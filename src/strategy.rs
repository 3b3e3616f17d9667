// =============================================================================
// Strategy contract — StreamBoundStrategyContext + the Strategy trait
// =============================================================================
//
// The engine owns every `SymbolContext`/`IndicatorContext` pair; strategy code
// never touches them directly. Each callback receives a fresh, cheap-to-clone
// `StreamBoundStrategyContext` bound to the `(symbol, interval)` stream that
// produced the bar. Read accessors are plain synchronous calls; write
// accessors (`buy`/`sell`/`close_position`) return immediately and run the
// actual exchange round-trip off the dispatch path, so a strategy callback
// can never block the tick loop it was called from.
// =============================================================================

use std::sync::Arc;

use tracing::warn;

use crate::indicators::{IndicatorContext, IndicatorFn};
use crate::symbol_context::SymbolContext;
use crate::types::Order;

/// One closed (or, for `run_on_tick` strategies, in-progress) bar delivered to
/// `Strategy::on_bar`.
#[derive(Debug, Clone)]
pub struct Bar {
    pub symbol: String,
    pub interval: String,
    pub open: f64,
    pub high: f64,
    pub low: f64,
    pub close: f64,
    pub volume: f64,
    pub bar_timestamp: i64,
    pub timestamp: i64,
    pub is_new_bar: bool,
}

/// Thin facade passed by value into every strategy callback. Must not be
/// retained past the call it was given to — it borrows nothing, but the
/// `SymbolContext`/`IndicatorContext` it wraps reflect only the state as of
/// construction time.
#[derive(Clone)]
pub struct StreamBoundStrategyContext {
    pub symbol: String,
    pub interval: String,
    ctx: Arc<SymbolContext>,
    indicators: Arc<IndicatorContext>,
}

impl StreamBoundStrategyContext {
    pub fn new(symbol: impl Into<String>, interval: impl Into<String>, ctx: Arc<SymbolContext>, indicators: Arc<IndicatorContext>) -> Self {
        Self { symbol: symbol.into(), interval: interval.into(), ctx, indicators }
    }

    // -------------------------------------------------------------------
    // Read-only
    // -------------------------------------------------------------------

    pub fn current_price(&self) -> f64 {
        self.ctx.current_price()
    }

    pub fn position_size(&self) -> f64 {
        self.ctx.position_snapshot().size
    }

    pub fn position_entry_price(&self) -> f64 {
        self.ctx.position_snapshot().entry_price
    }

    pub fn position_entry_balance(&self) -> f64 {
        self.ctx.position_snapshot().entry_balance
    }

    pub fn unrealized_pnl(&self) -> f64 {
        self.ctx.position_snapshot().unrealized_pnl
    }

    pub fn balance(&self) -> f64 {
        self.ctx.balance()
    }

    pub fn total_equity(&self) -> f64 {
        self.ctx.total_equity()
    }

    pub fn leverage(&self) -> f64 {
        self.ctx.leverage()
    }

    pub fn get_open_orders(&self) -> Vec<Order> {
        self.ctx.get_open_orders()
    }

    pub fn get_indicator(&self, name: &str, params: &[f64]) -> Option<f64> {
        self.indicators.get_indicator(name, params)
    }

    pub fn register_indicator(&self, name: &str, arity: usize, f: IndicatorFn) {
        self.indicators.register(name, arity, f);
    }

    pub fn calc_entry_quantity(&self, entry_pct: Option<f64>, price: Option<f64>) -> f64 {
        let price = price.unwrap_or_else(|| self.ctx.current_price());
        self.ctx.calc_entry_quantity(entry_pct, price)
    }

    // -------------------------------------------------------------------
    // Write — fire-and-forget, the symbol's own order_lock/inflight guard
    // gives these the FIFO-per-symbol ordering a dedicated mailbox would.
    // -------------------------------------------------------------------

    pub fn buy(&self, qty: f64, price: Option<f64>, reason: &str, use_chase: bool) {
        let ctx = Arc::clone(&self.ctx);
        let reason = reason.to_string();
        tokio::spawn(async move {
            if let Err(e) = ctx.buy(qty, price, &reason, use_chase).await {
                warn!(symbol = %ctx.symbol, reason = %reason, error = %e, "ORDER_REJECTED on buy");
            }
        });
    }

    pub fn sell(&self, qty: f64, price: Option<f64>, reason: &str, use_chase: bool) {
        let ctx = Arc::clone(&self.ctx);
        let reason = reason.to_string();
        tokio::spawn(async move {
            if let Err(e) = ctx.sell(qty, price, &reason, use_chase).await {
                warn!(symbol = %ctx.symbol, reason = %reason, error = %e, "ORDER_REJECTED on sell");
            }
        });
    }

    pub fn close_position(&self, reason: &str, use_chase: bool) {
        let ctx = Arc::clone(&self.ctx);
        let reason = reason.to_string();
        let price = self.ctx.current_price();
        tokio::spawn(async move {
            if let Err(e) = ctx.close_position(&reason, use_chase, price).await {
                warn!(symbol = %ctx.symbol, reason = %reason, error = %e, "ORDER_REJECTED on close_position");
            }
        });
    }

    pub fn enter_long(&self, reason: &str, entry_pct: Option<f64>) {
        let price = self.ctx.current_price();
        let qty = self.ctx.calc_entry_quantity(entry_pct, price);
        if qty <= 0.0 {
            return;
        }
        self.buy(qty, None, reason, true);
    }

    pub fn enter_short(&self, reason: &str, entry_pct: Option<f64>) {
        let price = self.ctx.current_price();
        let qty = self.ctx.calc_entry_quantity(entry_pct, price);
        if qty <= 0.0 {
            return;
        }
        self.sell(qty, None, reason, true);
    }
}

/// Implemented by user strategy code. `initialize` runs once per job, on the
/// context bound to the tradable symbol's first stream; `on_bar` runs on every
/// closed bar of every stream the engine subscribes (plus every tick when
/// `run_on_tick` returns true). Both are synchronous and must not block —
/// panics here are not caught by the engine, only `Result`-returning paths are
/// (there are none on this trait, so a strategy that wants to fail loudly
/// should log and return rather than panic).
pub trait Strategy: Send + Sync {
    fn initialize(&mut self, ctx: &StreamBoundStrategyContext);
    fn on_bar(&mut self, ctx: &StreamBoundStrategyContext, bar: &Bar);

    fn run_on_tick(&self) -> bool {
        false
    }
}

#[cfg(test)]
mod tests {
    use super::*;
    use crate::binance::client::ExchangeClient;
    use crate::config::{ChaseConfig, SymbolConfig};
    use crate::market_data::candle_buffer::{CandleBuffer, CandleKey};
    use crate::market_data::BookTickerFeed;

    /// Minimal illustrative strategy used only to exercise the `Strategy`
    /// trait's calling convention in tests: buys once on the first flat bar,
    /// otherwise holds.
    struct BuyAndHoldFixture {
        entered: bool,
    }

    impl Strategy for BuyAndHoldFixture {
        fn initialize(&mut self, _ctx: &StreamBoundStrategyContext) {
            self.entered = false;
        }

        fn on_bar(&mut self, ctx: &StreamBoundStrategyContext, bar: &Bar) {
            if !self.entered && bar.is_new_bar && ctx.position_size().abs() < 1e-12 {
                ctx.enter_long("BuyAndHoldFixture entry", None);
                self.entered = true;
            }
        }
    }

    fn make_ctx(symbol: &str) -> StreamBoundStrategyContext {
        let cfg = SymbolConfig {
            symbol: symbol.to_string(),
            trade_interval: "5m".to_string(),
            leverage: 3.0,
            entry_pct: 0.1,
            risk_override: None,
        };
        let exchange = ExchangeClient::new("key", "secret");
        let book_ticker = BookTickerFeed::new(symbol);
        let symbol_ctx = Arc::new(SymbolContext::new(cfg, exchange, book_ticker, ChaseConfig::default()));

        let key = CandleKey { symbol: symbol.to_string(), interval: "5m".to_string() };
        let buffer = Arc::new(CandleBuffer::new(500));
        let indicators = Arc::new(IndicatorContext::new(key, buffer, 500));

        StreamBoundStrategyContext::new(symbol, "5m", symbol_ctx, indicators)
    }

    #[test]
    fn enter_long_is_a_noop_with_zero_equity() {
        // Balance/equity are zero before `initialize()` fetches the account,
        // so `calc_entry_quantity` returns 0 and no order is spawned.
        let ctx = make_ctx("BTCUSDT");
        let mut strat = BuyAndHoldFixture { entered: false };
        strat.initialize(&ctx);

        let bar = Bar {
            symbol: "BTCUSDT".to_string(),
            interval: "5m".to_string(),
            open: 100.0,
            high: 101.0,
            low: 99.0,
            close: 100.5,
            volume: 10.0,
            bar_timestamp: 0,
            timestamp: 0,
            is_new_bar: true,
        };
        strat.on_bar(&ctx, &bar);
        assert!(strat.entered);
        assert!(ctx.get_open_orders().is_empty());
    }

    #[test]
    fn get_indicator_reaches_through_to_indicator_context() {
        let ctx = make_ctx("ETHUSDT");
        // No candles seeded, so every built-in indicator is None rather than
        // panicking on an empty window.
        assert_eq!(ctx.get_indicator("ema", &[9.0]), None);
    }
}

════════

DIRECTIONS → From the top of the listing above, restate each line word for word up to and including the line with "pair; strategy code"; add nothing else.

ANSWER TO THE PROBLEM →
filename src/strategy.rs
repository 3b3e3616f17d9667
// =============================================================================
// Strategy contract — StreamBoundStrategyContext + the Strategy trait
// =============================================================================
//
// The engine owns every `SymbolContext`/`IndicatorContext` pair; strategy code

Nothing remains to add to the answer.